» Du sang sur Abbey Road  » , de William Shaw

Résumé

Londres, quartier d’Abbey Road. Le corps nu d’une jeune femme est retrouvé sur un matelas. En charge de l’enquête, le détective Cathal Breen pense à une des fans des Beatles qui campent près du célèbre studio.
Vieux garçon qui doit sauver sa carrière après une sombre affaire, Breen fait face à une société en pleine mutation qui le dépasse. Et personne n’incarne mieux cette nouvelle réalité que la jeune inspectrice chargée de l’assister.
Au cœur du Londres des années 60 où sexe, drogue et pop music échauffent les esprits, ce duo improbable va se retrouver plongé dans un cocktail explosif de corruption, de tensions raciales, et de trafic d’armes.

3 scarabees

Avis de lecture

Voici un bon roman, pourvu de plus de dialogues que de descriptions. La lecture en est donc très vive. De mon point de vue l’auteur a donné autant d’importance à l’enquête qu’à l’équipe d’enquêteur, au point que parfois l’enquête est un peu reléguée au second plan. Mais rien de négatif dans ce constat au contraire, car c’est l’aspect que j’ai préféré dans ce roman. L’ambiance électrique régnant entre les enquêteurs est palpable, une ambiance qui pèse notamment sur Breen, suite à un faux-pas lors d’une intervention. Nous sommes dans les années 60, et le machisme règne en maitre au commissariat. Un machisme qui va notamment s’exprimer avec l’arrivée de Tozer. Tozer est une femme forte, indépendante, à l’image de son époque, en essai au CID, mais sa présence dérange et sonne comme une intrusion dans ce monde masculin. C’est avec Breen qu’elle va faire équipe et après s’être jaugé, ils s’acceptent en égaux, ce qui n’est pas du goût de tout le monde. Ce qui les rapproche aussi est certainement leur blessures mutuelles, lui ayant perdu son père, elle toujours marquée par le meurtre de sa sœur bien des années auparavant. L’humour, un bel esprit de camaraderie est au rendez-vous avec ce duo attachant, que l’on suit, que l’on apprend à connaitre avec beaucoup de plaisir.

Ensuite, ce que j’ai apprécié dans l’intrigue, c’est l’atmosphère que l’auteur instaure par l’intervention de personnages secondaires. On est ainsi plongé dans une époque charnières, une époque où de grands changements s’annoncent dans les mentalités et pourtant le racisme, les préjugés, le refus de ce qui est nouveau semble exacerbé. Les Beattles représentent ce vent de liberté et de changement et inspirent aussi un sentiment de rejet chez les adultes.
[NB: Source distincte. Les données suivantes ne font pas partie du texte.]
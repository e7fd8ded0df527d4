use std::io::Cursor;
use rocket::{get, post, routes, Request, Response, Route, State};
use rocket::http::{ContentType, Status};
use rocket::response::{self, Responder};
use crate::error::{Error, Result};
use crate::providers::Datapoint;
use crate::timestep::TimeStep;
use crate::tsv;

pub const FILE_NAME: &str = "met_office_weather_data.tsv";

pub(crate) fn routes() -> Vec<Route> {
  routes![download_get, download_post]
}

#[get("/weather")]
async fn download_get(datapoint: &State<Datapoint>) -> Result<TsvDownload> {
  download(datapoint).await
}

#[post("/weather")]
async fn download_post(datapoint: &State<Datapoint>) -> Result<TsvDownload> {
  download(datapoint).await
}

async fn download(datapoint: &Datapoint) -> Result<TsvDownload> {
  let (time_step, observations) = datapoint.fetch().await?;

  Ok(TsvDownload {
    time_step,
    body: tsv::reformat(&observations),
  })
}

/// Reformatted observations, sent as a file attachment.
#[derive(Debug)]
pub struct TsvDownload {
  pub time_step: TimeStep,
  pub body: Vec<u8>,
}

impl<'r> Responder<'r, 'static> for TsvDownload {
  fn respond_to(self, _: &'r Request<'_>) -> response::Result<'static> {
    Response::build()
      .header(ContentType::new("text", "tab-separated-values"))
      .raw_header("Content-Disposition", format!("attachment; filename={}", FILE_NAME))
      .raw_header("X-Observation-Time", self.time_step.query_value())
      .sized_body(self.body.len(), Cursor::new(self.body))
      .ok()
  }
}

impl<'r> Responder<'r, 'static> for Error {
  fn respond_to(self, request: &'r Request<'_>) -> response::Result<'static> {
    let status = match &self {
      Error::UpstreamTimeout { .. } => Status::GatewayTimeout,
      e if e.is_upstream() => Status::BadGateway,
      _ => Status::InternalServerError,
    };

    error!("{} {} : {}", request.uri(), status, self);

    (status, format!("Could not retrieve weather data : {}\n", self)).respond_to(request)
  }
}
use clap::{Parser, ValueEnum};

/// Log level for the application
#[derive(Debug, Clone, Copy, PartialEq, Eq, ValueEnum)]
pub enum LogLevel {
    Error,
    Warn,
    Info,
    Debug,
    Trace,
}

impl LogLevel {
    pub fn to_level_filter(self) -> log::LevelFilter {
        match self {
            LogLevel::Error => log::LevelFilter::Error,
            LogLevel::Warn => log::LevelFilter::Warn,
            LogLevel::Info => log::LevelFilter::Info,
            LogLevel::Debug => log::LevelFilter::Debug,
            LogLevel::Trace => log::LevelFilter::Trace,
        }
    }
}

/// gcalc - Parse, evaluate, and differentiate single-variable expressions
#[derive(Parser, Debug)]
#[command(name = "gcalc")]
#[command(about = "Parse, evaluate, and differentiate expressions in the variable x")]
#[command(version)]
pub struct Args {
    /// Expression to process. If omitted, expressions are read from stdin, one per line
    pub expr: Option<String>,

    /// Value of x at which to evaluate; may be given more than once
    #[arg(short = 'x', long = "at", value_name = "X", default_value = "0", allow_negative_numbers = true)]
    pub at: Vec<f64>,

    /// Also differentiate the expression and evaluate the derivative
    #[arg(short, long)]
    pub derivative: bool,

    /// Print the tree structure of each expression
    #[arg(short, long)]
    pub tree: bool,

    /// Log level (default: warn)
    #[arg(short, long, value_enum, default_value = "warn")]
    pub log_level: LogLevel,
}

/// Initialize logging from the environment, filtered by the provided log level.
pub fn init_logging(log_level: LogLevel) {
    env_logger::Builder::from_default_env()
        .filter_level(log_level.to_level_filter())
        .init();
}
L’enquête n’est pas mené tambour battant, sauf durant les 40 dernières pages où tout s’accélèrent. L’identification de la jeune femme retrouvé prend du temps et c’est au moment où elle est identifié que se produit le premier véritable sursaut de l’histoire. Bien vite et étrangement résolu, l’enquête semble classé mais cela ne convainc pas Breen, qui en trouve pas de mobile au meurtre. C’est son obstination qui va permettre d’éclaircir l’intrigue qui prend alors une dimension beaucoup plus large. Il est en effet question de la guerre du Biafa, une guerre dont, personnellement, je n’ai jamais entendu parler, mais une note de l’auteur m’a permis de corriger cette lacune. Ce qui au final semblait une histoire de meurtre prend des proportions plus grandes et plus complexes dans le dernier tiers du livre.

L’auteur a conçu une bonne intrigue, et j’ai été sensible à l’atmosphère qu’il a crée. En ancrant son récit en 68, il parle de la place de la femme, du racisme encore très présent, de l’homosexualité aussi. Il illustre également cette fracture entre deux générations, entre les parents qui ne comprennent pas leur enfant, et un enfant en révolte contre ses parents. Un petit point négatif tout de même que je veux souligner est la surenchère du résumé notamment en parlant de « cocktail explosif de corruption, de tensions raciales et de trafics d’armes », surtout si l’on considère qu’en ce qui concerne la corruption (une intrigue mineure)  il y ait consacré 10 pages tout au plus.  Bref, faisons abstraction de cela et vous pouvez savourer ce bon roman, qui est bien plus qu’un simple polar.